28 février 2019

CAPSULE - Nutrition #1 : Combinaisons gagnantes au déjeuner

Saviez-vous que...

Pour bien se sentir avant la compétition, on favorise les aliments qui se digèrent rapidement, mais qui fournissent de l'énergie longtemps. Mieux vaut opter pour un mélange entre les glucides et un peu de protéines pour un effet de satiété prolongé et un bon maintien de votre niveau d'énergie.

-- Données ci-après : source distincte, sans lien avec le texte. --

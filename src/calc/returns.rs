// src/calc/returns.rs

use crate::error::{Result, VolatilityError};
use log::{debug, warn};
use serde::{Deserialize, Serialize};
use std::fmt;
use std::str::FromStr;

/// How period-over-period returns are derived from prices.
#[derive(Debug, Clone, Copy, PartialEq, Eq, Default, Serialize, Deserialize)]
#[serde(rename_all = "lowercase")]
pub enum ReturnMethod {
    /// ln(P_t) - ln(P_{t-1})
    #[default]
    Log,
    /// (P_t - P_{t-1}) / P_{t-1}
    Simple,
}

impl FromStr for ReturnMethod {
    type Err = VolatilityError;

    fn from_str(s: &str) -> Result<Self> {
        match s {
            "log" => Ok(ReturnMethod::Log),
            "simple" => Ok(ReturnMethod::Simple),
            other => Err(VolatilityError::invalid(format!(
                "method must be 'log' or 'simple', got '{}'",
                other
            ))),
        }
    }
}

impl fmt::Display for ReturnMethod {
    fn fmt(&self, f: &mut fmt::Formatter<'_>) -> fmt::Result {
        match self {
            ReturnMethod::Log => write!(f, "log"),
            ReturnMethod::Simple => write!(f, "simple"),
        }
    }
}

/// Derives the return series from `prices`.
///
/// The positivity check runs before the length check, so `[-1.0]` reports the
/// non-positive price rather than the short series.
pub fn derive_returns(
    prices: &[f64],
    method: ReturnMethod,
    check_positive: bool,
) -> Result<Vec<f64>> {
    if check_positive && prices.iter().any(|&p| p <= 0.0) {
        return Err(VolatilityError::invalid(
            "prices must be > 0 to compute log or simple returns",
        ));
    }

    if prices.len() < 2 {
        return Err(VolatilityError::invalid(format!(
            "at least 2 prices are needed to compute returns, got {}",
            prices.len()
        )));
    }

    let returns: Vec<f64> = match method {
        ReturnMethod::Log => prices
            .windows(2)
            .map(|w| w[1].ln() - w[0].ln())
            .collect(),
        ReturnMethod::Simple => prices.windows(2).map(|w| (w[1] - w[0]) / w[0]).collect(),
    };

    debug!("derived {} {} returns from {} prices", returns.len(), method, prices.len());
    Ok(returns)
}

/// Removes NaN and +/-inf returns, keeping the order of what remains.
pub fn drop_non_finite(returns: &[f64]) -> Vec<f64> {
    let cleaned: Vec<f64> = returns.iter().copied().filter(|r| r.is_finite()).collect();

    let dropped = returns.len() - cleaned.len();
    if dropped > 0 {
        warn!("dropped {} non-finite returns out of {}", dropped, returns.len());
    }

    cleaned
}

En savoir plus sur les combinaisons gagnantes au déjeuner

Ce que vous choisirez le matin de la compétition dépend de plusieurs facteurs, dont: la durée et l’intensité de l’effort, l'heure de la compétition, le délai entre votre déjeuner et le début de l’évènement, ainsi que votre faim...qui pourrait être influencée par le niveau de stress.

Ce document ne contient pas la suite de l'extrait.